Sunday, March 4, 2007

Autism Tai Chi


In the movie Twin Warriors, Jet Li's character, Junbao discovers the principles of Tai Chi. He tries to push a ball into a barrel of water, but the harder he pushes, the more the ball resists, flying higher and higher into the air. He tries to knock down a punching bag with a weighted bottom. Again, the harder he hits, the more momentum comes back at him, opposing the force and intention that he originally wanted. He discovers that by leveraging the force an object already has, he can be a more effective fighter for less effort.

Today I made a connection with this principle of tai chi and dealing with autistic symptoms with this principle in mind. We had a family outing to Lowe's today to pick up a few things. Derek wanted to go through checkout number 10, but it wasn't open.
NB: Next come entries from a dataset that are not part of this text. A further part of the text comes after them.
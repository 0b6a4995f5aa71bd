use std::sync::Arc;

use async_trait::async_trait;
use serde_json::Value;

use crate::database::{DatabaseError, QueryParams};
use crate::events::{CreationEvent, EventChannel, NOTE_CREATED};
use crate::observer::pipeline::Next;
use crate::observer::traits::StoreMiddleware;

/// `Model.action` key paired with the event it publishes
#[derive(Debug, Clone, PartialEq, Eq)]
pub struct WatchRule {
    pub key: String,
    pub event_name: String,
}

impl WatchRule {
    pub fn new(key: impl Into<String>, event_name: impl Into<String>) -> Self {
        Self {
            key: key.into(),
            event_name: event_name.into(),
        }
    }
}

/// Publishes a `CreationEvent` once a watched operation has succeeded.
/// Results and errors pass through untouched.
pub struct CreationNotifier {
    channel: Arc<EventChannel>,
    watch_list: Vec<WatchRule>,
}

impl CreationNotifier {
    /// Watches `Note.create` only
    pub fn new(channel: Arc<EventChannel>) -> Self {
        Self::with_watch_list(channel, vec![WatchRule::new("Note.create", NOTE_CREATED)])
    }

    pub fn with_watch_list(channel: Arc<EventChannel>, watch_list: Vec<WatchRule>) -> Self {
        Self { channel, watch_list }
    }

    pub fn watch_list(&self) -> &[WatchRule] {
        &self.watch_list
    }

    fn rule_for(&self, key: &str) -> Option<&WatchRule> {
        self.watch_list.iter().find(|rule| rule.key == key)
    }
}

#[async_trait]
impl StoreMiddleware for CreationNotifier {
    fn name(&self) -> &'static str {
        "creation_notifier"
    }

    async fn handle(&self, params: QueryParams, next: Next<'_>) -> Result<Value, DatabaseError> {
        let descriptor = params.clone();
        let result = next.run(params).await?;

        if let Some(rule) = self.rule_for(&descriptor.key()) {
            let report = self
                .channel
                .publish(&rule.event_name, &CreationEvent::from_params(descriptor));
            tracing::debug!(
                "Published '{}': {} delivered, {} failed",
                rule.event_name,
                report.delivered,
                report.failures.len()
            );
        }

        Ok(result)
    }
}
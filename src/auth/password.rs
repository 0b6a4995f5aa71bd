use argon2::{
    password_hash::{PasswordHash, PasswordHasher, PasswordVerifier, SaltString},
    Argon2,
};
use rand::rngs::OsRng;

/// Argon2id with default parameters, stored as a PHC string (`$argon2id$v=19$…`)
pub fn hash_password(password: &str) -> Result<String, argon2::password_hash::Error> {
    let salt = SaltString::generate(&mut OsRng);
    Ok(Argon2::default()
        .hash_password(password.as_bytes(), &salt)?
        .to_string())
}

/// False for a wrong password and for anything that is not a PHC hash
pub fn verify_password(password: &str, stored: &str) -> bool {
    let Ok(parsed) = PasswordHash::new(stored) else {
        return false;
    };
    Argon2::default()
        .verify_password(password.as_bytes(), &parsed)
        .is_ok()
}
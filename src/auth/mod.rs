pub mod password;

use chrono::{Duration, Utc};
use jsonwebtoken::{decode, encode, DecodingKey, EncodingKey, Header, Validation};
use serde::{Deserialize, Serialize};
use thiserror::Error;

pub use password::{hash_password, verify_password};

/// Session token claims; `sub` is the user id
#[derive(Debug, Clone, PartialEq, Serialize, Deserialize)]
pub struct Claims {
    pub sub: String,
    pub email: String,
    pub iat: i64,
    pub exp: i64,
}

impl Claims {
    /// Fails when `expiry_hours` does not fit a timestamp
    pub fn new(user_id: impl Into<String>, email: impl Into<String>, expiry_hours: u64) -> Result<Self, AuthError> {
        let now = Utc::now();
        let exp = i64::try_from(expiry_hours)
            .ok()
            .and_then(Duration::try_hours)
            .and_then(|lifetime| now.checked_add_signed(lifetime))
            .ok_or(AuthError::InvalidLifetime(expiry_hours))?;

        Ok(Self {
            sub: user_id.into(),
            email: email.into(),
            iat: now.timestamp(),
            exp: exp.timestamp(),
        })
    }

    /// Seconds between issue and expiry
    pub fn lifetime_secs(&self) -> u64 {
        u64::try_from(self.exp - self.iat).unwrap_or(0)
    }
}

#[derive(Debug, Error, PartialEq)]
pub enum AuthError {
    #[error("JWT generation error: {0}")]
    TokenGeneration(String),

    #[error("Invalid JWT secret")]
    InvalidSecret,

    #[error("Invalid session token: {0}")]
    InvalidToken(String),

    #[error("{0}")]
    MissingToken(&'static str),

    #[error("Session lifetime of {0} hours is out of range")]
    InvalidLifetime(u64),
}

pub fn generate_jwt(claims: &Claims, secret: &str) -> Result<String, AuthError> {
    if secret.is_empty() {
        return Err(AuthError::InvalidSecret);
    }

    let encoding_key = EncodingKey::from_secret(secret.as_bytes());
    encode(&Header::default(), claims, &encoding_key)
        .map_err(|e| AuthError::TokenGeneration(e.to_string()))
}

pub fn decode_jwt(token: &str, secret: &str) -> Result<Claims, AuthError> {
    if secret.is_empty() {
        return Err(AuthError::InvalidSecret);
    }

    let decoding_key = DecodingKey::from_secret(secret.as_bytes());
    decode::<Claims>(token, &decoding_key, &Validation::default())
        .map(|data| data.claims)
        .map_err(|e| AuthError::InvalidToken(e.to_string()))
}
He was leaning out of the cart and grabbing the racks to resist that checkout aisle. We could have fussed and yelled and forced him to go through the checkout he didn't want to and dealt with an epic meltdown. But instead Allen made a game out of Derek's resistance, rocking back as Derek pushed away, then rocking forward again, back and forth, back and forth. Derek actually started to think this game was kinda fun. But he still didn't want to go through checkout eleven. So we put our things on the counter and I pushed the cart through checkout ten, coming around to pick up the stuff at checkout eleven. That little bit of accommodation and "indulgence" saved us from a lot of misery.

The same principle applies to dealing with self-stimulatory behaviors. For Derek this is stuff like humming, pushing buttons, and flicking light switches. I've learned, slowly but well, that these things satisfy a need for him, not a want, and can't be forced into submission. They need to be recognized and worked through, not against. I try to make them into an opportunity for connection and social interaction. For instance, when he's humming, I hum along with him and then change something about it—hum higher or lower, faster or slower, change the tune, add words, put his hand on my lips to feel the vibration, etc. When he flicks light switches I'll pretend to be scared of the dark, or try to scare him with a playful "Boo!" when he switches on the light. And from there I try to move into an interaction, leveraging the "undesirable" behavior into desirable.

Patience, grasshopper.

1 comment:

Unknown said...

What a good way of dealing with "problems" - for all of us, really.

Love you Ninja.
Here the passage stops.